People, products and performance that Go Beyond®

Ball Aerospace plays a key role through all phases of science mission development – from concept to technology demonstration to data delivery – partnering with scientists in the astrophysics, planetary, earth science and heliophysics communities.

We were founded by physicists from the University of Colorado who developed key technologies for accurately pointing sounding rockets. Since our beginning in 1956, many of our engineers and scientists have been an integral part of science teams that design, build, test and fly instruments and spacecraft. We’re often called “the scientists’ aerospace company” because of our innovative and collaborative culture.

Pioneering Discoveries
Ball Aerospace is proud to have played a key role in a long list of scientific “firsts” throughout our history.

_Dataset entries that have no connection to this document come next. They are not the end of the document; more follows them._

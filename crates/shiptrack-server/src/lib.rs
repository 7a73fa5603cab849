pub mod error;
pub mod routes;
pub mod state;
pub mod tracker;

use axum::routing::{get, post};
use axum::Router;
use std::path::Path;
use tower_http::cors::{Any, CorsLayer};
use tower_http::trace::TraceLayer;

use state::AppState;

/// Build the axum Router with all API routes and middleware.
/// Used by `serve()` and available for integration testing.
pub fn build_router(app_state: AppState) -> Router {
    let cors = CorsLayer::new()
        .allow_origin(Any)
        .allow_methods(Any)
        .allow_headers(Any);

    Router::new()
        // Events (SSE)
        .route("/api/events", get(routes::events::sse_events))
        // Orders
        .route("/api/orders", get(routes::orders::list_orders))
        .route("/api/orders", post(routes::orders::create_order))
        .route("/api/orders/{id}", get(routes::orders::get_order))
        .route(
            "/api/orders/{id}/dispatch",
            post(routes::orders::dispatch_order),
        )
        // Tracking
        .route("/api/tracking/update", post(routes::tracking::trigger_update))
        .route("/api/tracking/health", get(routes::tracking::health))
        .route("/api/tracking/runs", get(routes::tracking::list_runs))
        // Pricing
        .route("/api/pricing/quote", post(routes::pricing::quote))
        .layer(TraceLayer::new_for_http())
        .layer(cors)
        .with_state(app_state)
}

/// Start the shiptrack API server and tracking scheduler.
pub async fn serve(root: &Path, port: u16) -> anyhow::Result<()> {
    let app_state = AppState::open(root)?;
    let tracker = app_state.tracker.clone();
    let app = build_router(app_state);

    let addr = format!("0.0.0.0:{port}");
    let listener = tokio::net::TcpListener::bind(&addr).await?;
    let actual_port = listener.local_addr()?.port();

    tracing::info!("shiptrack API listening on http://localhost:{actual_port}");

    let result = axum::serve(listener, app).await;
    tracker.stop();
    result?;
    Ok(())
}
use axum::extract::State;
use axum::response::sse::{Event, KeepAlive, Sse};
use std::convert::Infallible;
use tokio_stream::wrappers::BroadcastStream;
use tokio_stream::StreamExt as _;

use crate::routes::tracking::summary_json;
use crate::state::AppState;

/// GET /api/events — SSE stream emitting a `run` event whenever a
/// reconciliation run completes.
pub async fn sse_events(State(app): State<AppState>) -> impl axum::response::IntoResponse {
    let rx = app.tracker.subscribe();
    let stream = BroadcastStream::new(rx).filter_map(|msg| {
        msg.ok().map(|summary| {
            Ok::<Event, Infallible>(
                Event::default()
                    .event("run")
                    .data(summary_json(&summary).to_string()),
            )
        })
    });
    Sse::new(stream).keep_alive(KeepAlive::default())
}
use serde::Serialize;

pub fn print_json<T: Serialize>(value: &T) -> anyhow::Result<()> {
    println!("{}", serde_json::to_string_pretty(value)?);
    Ok(())
}

/// Render rows as a padded two-space-separated table with a dashed
/// header rule.
pub fn print_table(headers: &[&str], rows: Vec<Vec<String>>) {
    let mut widths: Vec<usize> = headers.iter().map(|h| h.len()).collect();
    for row in &rows {
        for (i, cell) in row.iter().enumerate() {
            if i < widths.len() {
                widths[i] = widths[i].max(cell.len());
            }
        }
    }

    let render = |cells: Vec<String>| {
        cells
            .iter()
            .enumerate()
            .map(|(i, c)| format!("{:width$}", c, width = widths.get(i).copied().unwrap_or(0)))
            .collect::<Vec<_>>()
            .join("  ")
    };

    println!(
        "{}",
        render(headers.iter().map(|h| h.to_string()).collect())
    );
    println!(
        "{}",
        widths
            .iter()
            .map(|&w| "-".repeat(w))
            .collect::<Vec<_>>()
            .join("  ")
    );
    for row in rows {
        println!("{}", render(row));
    }
}

/// Format integer cents as a decimal amount, e.g. 125000 → "1250.00".
pub fn format_cents(cents: u64) -> String {
    format!("{}.{:02}", cents / 100, cents % 100)
}
use anyhow::Context;
use shiptrack_core::config::Config;
use shiptrack_core::store::OrderStore;
use shiptrack_core::{io, paths};
use std::path::Path;

pub fn run(root: &Path) -> anyhow::Result<()> {
    io::ensure_dir(root).context("failed to create project root")?;

    let config_file = paths::config_path(root);
    if config_file.exists() {
        println!("shiptrack already initialized at {}", root.display());
    } else {
        Config::new()
            .save(root)
            .context("failed to write shiptrack.yaml")?;
        println!("Created {}", config_file.display());
    }

    let config = Config::load(root)?;
    for warning in config.validate() {
        println!("warning: {}", warning.message);
    }

    let store_file = paths::store_path(root, &config);
    OrderStore::open(&store_file).context("failed to open order store")?;
    println!("Order store ready at {}", store_file.display());
    Ok(())
}
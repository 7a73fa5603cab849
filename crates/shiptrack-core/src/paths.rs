use crate::config::Config;
use std::path::{Path, PathBuf};

/// Project configuration file, at the root of a shiptrack project.
pub fn config_path(root: &Path) -> PathBuf {
    root.join("shiptrack.yaml")
}

/// Order database file; `store.path` in the config is resolved relative
/// to the project root.
pub fn store_path(root: &Path, config: &Config) -> PathBuf {
    root.join(&config.store.path)
}
use anyhow::bail;
use shiptrack_core::config::{Config, WarnLevel};
use std::path::Path;

pub fn run(root: &Path, port: u16) -> anyhow::Result<()> {
    // Fail early on a missing or broken config instead of mid-serve.
    let config = Config::load(root)?;
    for warning in config.validate() {
        match warning.level {
            WarnLevel::Error => bail!("invalid configuration: {}", warning.message),
            WarnLevel::Warning => tracing::warn!("{}", warning.message),
        }
    }

    let rt = tokio::runtime::Runtime::new()?;
    let root = root.to_path_buf();
    rt.block_on(async move {
        tokio::select! {
            res = shiptrack_server::serve(&root, port) => res,
            _ = tokio::signal::ctrl_c() => {
                tracing::info!("shutting down");
                Ok(())
            }
        }
    })
}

From confirming the ozone hole, to discovering the first Earth-sized planet in the habitable zone of another star, Ball technology makes the most challenging science missions possible. Some recent examples that add to our legacy include: 

For the James Webb Space Telescope, we designed the mirrors and actuators to operate at temperatures as low as -400 degrees F. (33 K), and our wavefront sensing and control technologies are engineered to align the 18 mirror segments to an accuracy of less than 20 nanometers, a fraction of the width of a human hair.

For the Kepler mission,
Ball designed a ultrasensitive photometer using 42 CCD’s. Kepler made ground-breaking discoveries of planets orbiting around other stars and continues its exploration as the K2 mission. 

For the Wide-field Infrared Survey Explorer (WISE) mission, we designed, built and tested the spacecraft and conducted flight system testing and support operations. The primary mission completed in 2011 and was reactivated in 2013 as NEOWISE to search for near Earth objects. 

For the Hubble Space Telescope, we built a total of seven science instruments, including COSTAR, the instrument that corrected the telescope’s flawed optics.